Findings typically fall into recognizable categories: isolated pitting, generalized thinning, weld defects, settlement-induced cracking, or underside corrosion that is invisible until MFL flags it. The category drives the repair decision more than the absolute amount of corrosion does.
Patch plate repairs
Patch plate repairs are the most common floor repair under API 653. They work well when damage is localized, well-defined, and doesn't approach the limits API 653 sets on patch geometry.
Lap-welded vs butt-welded patches
API 653 Section 9 recognizes two patch configurations:
- Lap-welded patches sit on top of the existing floor plate and are fillet-welded around the perimeter. Easier to install, but the lap creates a crevice that can trap product and accelerate corrosion. Best for tanks in mild service or for short-term repairs.
- Butt-welded patches replace a cut-out section of floor plate with new plate welded flush. More work to install, often requiring a backing strip and weld qualification, but eliminates the crevice and produces a longer-lasting repair.
Where patches are appropriate (and where they aren't)
Patches make sense when damage is confined and the rest of the floor has good remaining life. They become less defensible when:
- The number of patches exceeds what API 653 permits per square foot of floor area
- Damage is widespread enough that patching becomes more expensive than partial re-bottom
- Underside corrosion is suspected, since patches address topside damage but do nothing for what's happening beneath the floor
- The floor is approaching end of original service life, in which case repair cost is better invested in re-bottom
The minimum thickness rules in API 653 also matter. If remaining floor thickness in the patched area or surrounding plate is below the calculated minimum, the inspector will require additional repair beyond the patch.
Partial re-bottom
Partial re-bottom involves cutting out and replacing a defined section of floor plate while leaving the rest of the floor in service.

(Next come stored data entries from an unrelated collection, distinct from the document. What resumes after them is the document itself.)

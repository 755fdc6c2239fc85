//! Structural version detection.
//!
//! [`VersionDetector`] infers a project's schema version from what is on
//! disk, so legacy projects that predate the metadata file can still be
//! upgraded. Each scheme adds one marker on top of the scheme before it, so a
//! version only holds when its own marker and every older marker match.
//! Versions are tried from the newest down and the first that holds wins; a
//! tree that mixes schemes therefore reports the oldest scheme it has not
//! finished leaving.

use std::path::Path;

use kitty_core::KittyError;

use crate::layout::ProjectLayout;
use crate::metadata::ProjectMetadata;
use crate::migrations::commands::commands_synced;
use crate::migrations::gitignore::missing_entries;
use crate::migrations::missions::missions_complete;
use crate::version::Version;

/// The structural marker one schema version adds.
struct Fingerprint {
    version: Version,
    label: &'static str,
    matches: fn(&ProjectLayout) -> bool,
}

/// Newest first. Each entry builds on every entry after it.
const FINGERPRINTS: &[Fingerprint] = &[
    Fingerprint {
        version: Version::new(0, 6, 0),
        label: "bundled missions installed",
        matches: |layout| layout.missions_dir().is_dir() && missions_complete(layout),
    },
    Fingerprint {
        version: Version::new(0, 5, 0),
        label: "integration commands in sync",
        matches: commands_synced,
    },
    Fingerprint {
        version: Version::new(0, 4, 0),
        label: "complete .gitignore",
        matches: gitignore_complete,
    },
    Fingerprint {
        version: Version::new(0, 3, 0),
        label: "kitty-specs without a legacy specs",
        matches: |layout| layout.specs_dir().is_dir() && !layout.legacy_specs_dir().is_dir(),
    },
    Fingerprint {
        version: Version::new(0, 2, 0),
        label: ".kittify without a legacy .specify",
        matches: |layout| {
            layout.kittify_dir().is_dir() && !layout.legacy_control_dir().is_dir()
        },
    },
    Fingerprint {
        version: Version::new(0, 1, 0),
        label: "control directory",
        matches: ProjectLayout::has_control_dir,
    },
];

/// Whether the scheme at `index` and every older scheme match.
fn holds(layout: &ProjectLayout, index: usize) -> bool {
    FINGERPRINTS[index..].iter().all(|f| (f.matches)(layout))
}

fn gitignore_complete(layout: &ProjectLayout) -> bool {
    match std::fs::read(layout.gitignore()) {
        Ok(bytes) => missing_entries(&String::from_utf8_lossy(&bytes)).is_empty(),
        Err(e) if e.kind() == std::io::ErrorKind::NotFound => false,
        Err(e) => {
            tracing::warn!(error = %e, "Cannot read .gitignore while detecting version");
            false
        }
    }
}

/// Infers project schema versions from directory structure.
#[derive(Debug, Clone, Copy, Default)]
pub struct VersionDetector;

impl VersionDetector {
    /// Creates a detector.
    pub fn new() -> Self {
        Self
    }

    /// Detects the schema version of the project at `project_path`.
    ///
    /// Never fails and never mutates: anything that cannot be recognized,
    /// including a missing or unreadable directory, yields
    /// [`Version::UNKNOWN`] with a warning.
    pub fn detect_version(&self, project_path: &Path) -> Version {
        self.detect_layout(&ProjectLayout::new(project_path))
    }

    /// [`detect_version`](Self::detect_version) for an existing layout.
    pub fn detect_layout(&self, layout: &ProjectLayout) -> Version {
        match self.try_detect(layout) {
            Ok(version) => version,
            Err(e) => {
                tracing::warn!(error = %e, "Falling back to unknown project version");
                Version::UNKNOWN
            }
        }
    }

    /// Detects the version, reporting why detection was impossible.
    ///
    /// A readable directory with no fingerprint is `Ok(Version::UNKNOWN)`;
    /// only an unusable project root is an error.
    pub fn try_detect(&self, layout: &ProjectLayout) -> Result<Version, KittyError> {
        let root = layout.root();
        let meta = std::fs::metadata(root).map_err(|e| {
            KittyError::Detection(format!("Cannot inspect {}: {e}", root.display()))
        })?;
        if !meta.is_dir() {
            return Err(KittyError::Detection(format!(
                "{} is not a directory",
                root.display()
            )));
        }
        std::fs::read_dir(root).map_err(|e| {
            KittyError::Detection(format!("Cannot read {}: {e}", root.display()))
        })?;

        for (index, fingerprint) in FINGERPRINTS.iter().enumerate() {
            if holds(layout, index) {
                tracing::debug!(
                    version = %fingerprint.version,
                    fingerprint = fingerprint.label,
                    "Detected project version"
                );
                return Ok(fingerprint.version);
            }
        }
        Ok(Version::UNKNOWN)
    }

    /// Combines structural detection with the version recorded in metadata.
    ///
    /// The recorded version only ever rises after successful migrations, so
    /// the higher of the two is used.
    pub fn detect_with_metadata(
        &self,
        layout: &ProjectLayout,
        metadata: Option<&ProjectMetadata>,
    ) -> Version {
        let structural = self.detect_layout(layout);
        match metadata {
            Some(meta) if meta.version > structural => {
                tracing::debug!(
                    structural = %structural,
                    recorded = %meta.version,
                    "Metadata records a newer version than the structure shows"
                );
                meta.version
            }
            _ => structural,
        }
    }
}
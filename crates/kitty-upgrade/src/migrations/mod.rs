//! The built-in migrations.
//!
//! Each submodule holds one family of transformations:
//!
//! - [`rename`] - structural directory renames
//! - [`gitignore`] - ignore-file augmentation
//! - [`commands`] - command duplication into integration directories
//! - [`missions`] - mission provisioning from packaged assets

pub mod commands;
pub mod gitignore;
pub mod missions;
pub mod rename;

pub use commands::IntegrationCommands;
pub use gitignore::GitignoreAugmentation;
pub use missions::MissionProvisioning;
pub use rename::DirectoryRename;

use crate::migration::Migration;

/// Every built-in migration, in registration order.
///
/// New migrations go at the end.
pub fn builtin() -> Vec<Box<dyn Migration>> {
    vec![
        Box::new(DirectoryRename::control_dir()),
        Box::new(DirectoryRename::specs_dir()),
        Box::new(GitignoreAugmentation),
        Box::new(IntegrationCommands),
        Box::new(MissionProvisioning),
    ]
}
//! Settings loading from configuration files.
//!
//! This module provides functions to load [`Settings`] from TOML files, JSON
//! files, and to apply environment variable overrides.
//!
//! ## Loading Order
//!
//! 1. Start with default settings.
//! 2. Load from a TOML or JSON file (overriding defaults). Keys the file does
//!    not set keep their defaults; unknown keys are logged and ignored.
//! 3. Apply environment variable overrides (highest priority).
//!
//! ## Environment Variable Mapping
//!
//! | Env Var | Setting |
//! |---|---|
//! | `KITTY_DEBUG` | `debug` |
//! | `KITTY_LOG_LEVEL` | `log_level` |
//! | `KITTY_ASSETS_DIR` | `assets_dir` |
//! | `KITTY_METADATA_FILE` | `metadata_file_name` |
//!
//! ## Examples
//!
//! ```rust,no_run
//! use kitty_core::settings_loader;
//!
//! let settings = settings_loader::from_toml_file_with_env("kitty.toml").unwrap();
//! ```

use std::path::{Path, PathBuf};

use crate::error::KittyError;
use crate::settings::Settings;

/// Loads settings from a TOML string.
///
/// Any fields not present in the TOML keep their default values.
///
/// # Errors
///
/// Returns an error if the TOML is malformed or cannot be deserialized.
pub fn from_toml_str(toml_str: &str) -> Result<Settings, KittyError> {
    // Merge over the serialized defaults so partial files are accepted.
    let table: toml::Table = toml::from_str(toml_str)
        .map_err(|e| KittyError::ConfigurationError(format!("Failed to parse TOML: {e}")))?;
    let value = serde_json::to_value(table).map_err(|e| {
        KittyError::ConfigurationError(format!("Failed to convert TOML settings: {e}"))
    })?;
    overlay_defaults(value, "TOML")
}

/// Loads settings from a TOML file.
///
/// # Errors
///
/// Returns an error if the file cannot be read or the TOML is malformed.
pub fn from_toml_file(path: impl AsRef<Path>) -> Result<Settings, KittyError> {
    let content = std::fs::read_to_string(path.as_ref()).map_err(|e| {
        KittyError::ConfigurationError(format!(
            "Failed to read TOML file '{}': {e}",
            path.as_ref().display()
        ))
    })?;
    from_toml_str(&content)
}

/// Loads settings from a TOML file and then applies environment variable overrides.
///
/// # Errors
///
/// Returns an error if the file cannot be read or the TOML is malformed.
pub fn from_toml_file_with_env(path: impl AsRef<Path>) -> Result<Settings, KittyError> {
    let mut settings = from_toml_file(path)?;
    apply_env_overrides(&mut settings);
    Ok(settings)
}

/// Loads settings from a JSON string.
///
/// # Errors
///
/// Returns an error if the JSON is malformed or cannot be deserialized.
pub fn from_json_str(json_str: &str) -> Result<Settings, KittyError> {
    let json_value: serde_json::Value = serde_json::from_str(json_str)
        .map_err(|e| KittyError::ConfigurationError(format!("Failed to parse JSON: {e}")))?;
    overlay_defaults(json_value, "JSON")
}

/// Loads settings from a JSON file.
///
/// # Errors
///
/// Returns an error if the file cannot be read or the JSON is malformed.
pub fn from_json_file(path: impl AsRef<Path>) -> Result<Settings, KittyError> {
    let content = std::fs::read_to_string(path.as_ref()).map_err(|e| {
        KittyError::ConfigurationError(format!(
            "Failed to read JSON file '{}': {e}",
            path.as_ref().display()
        ))
    })?;
    from_json_str(&content)
}

/// Loads settings from a file chosen by extension, then applies environment
/// variable overrides.
///
/// `.json` files are read as JSON; anything else is read as TOML.
///
/// # Errors
///
/// Returns an error if the file cannot be read or parsed.
pub fn from_file_with_env(path: impl AsRef<Path>) -> Result<Settings, KittyError> {
    let path = path.as_ref();
    let is_json = path
        .extension()
        .is_some_and(|ext| ext.eq_ignore_ascii_case("json"));
    let mut settings = if is_json {
        from_json_file(path)?
    } else {
        from_toml_file(path)?
    };
    apply_env_overrides(&mut settings);
    tracing::debug!(path = %path.display(), "Loaded settings");
    Ok(settings)
}

/// Loads settings from just environment variables (starting from defaults).
pub fn from_env() -> Settings {
    let mut settings = Settings::default();
    apply_env_overrides(&mut settings);
    settings
}

/// Applies environment variable overrides to a settings struct.
///
/// - `KITTY_DEBUG` -> `debug` (values: "true"/"1"/"yes" => true, anything else => false)
/// - `KITTY_LOG_LEVEL` -> `log_level`
/// - `KITTY_ASSETS_DIR` -> `assets_dir` (empty clears it)
/// - `KITTY_METADATA_FILE` -> `metadata_file_name` (ignored when empty)
pub fn apply_env_overrides(settings: &mut Settings) {
    if let Ok(val) = std::env::var("KITTY_DEBUG") {
        settings.debug = matches!(val.to_lowercase().as_str(), "true" | "1" | "yes");
    }

    if let Ok(val) = std::env::var("KITTY_LOG_LEVEL") {
        settings.log_level = val;
    }

    if let Ok(val) = std::env::var("KITTY_ASSETS_DIR") {
        settings.assets_dir = if val.trim().is_empty() {
            None
        } else {
            Some(PathBuf::from(val))
        };
    }

    if let Ok(val) = std::env::var("KITTY_METADATA_FILE") {
        if !val.trim().is_empty() {
            settings.metadata_file_name = val;
        }
    }
}

// ============================================================
// Helpers
// ============================================================

/// Overlays the keys set in a config file onto the serialized defaults.
///
/// Settings are flat, so a key replaces the default value as a whole.
fn overlay_defaults(file: serde_json::Value, format: &str) -> Result<Settings, KittyError> {
    let serde_json::Value::Object(overrides) = file else {
        return Err(KittyError::ConfigurationError(format!(
            "{format} settings must be a table of keys"
        )));
    };
    let mut fields = match serde_json::to_value(Settings::default()) {
        Ok(serde_json::Value::Object(fields)) => fields,
        Ok(_) => {
            return Err(KittyError::ConfigurationError(
                "Default settings did not serialize to a table".into(),
            ))
        }
        Err(e) => {
            return Err(KittyError::ConfigurationError(format!(
                "Failed to serialize default settings: {e}"
            )))
        }
    };

    for (key, value) in overrides {
        if fields.contains_key(&key) {
            fields.insert(key, value);
        } else {
            tracing::warn!(key = %key, format, "Ignoring unknown setting");
        }
    }
    serde_json::from_value(serde_json::Value::Object(fields)).map_err(|e| {
        KittyError::ConfigurationError(format!("Failed to deserialize settings from {format}: {e}"))
    })
}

Useful when damage is too extensive for patches but concentrated in a region rather than spread across the floor.
When partial re-bottom makes sense
The classic case is a tank where one section of floor (often near the shell where water-bottom corrosion concentrates) has thinned beyond patch limits, while the rest of the floor still has years of remaining life. Replacing the affected sector preserves the investment in the rest of the floor.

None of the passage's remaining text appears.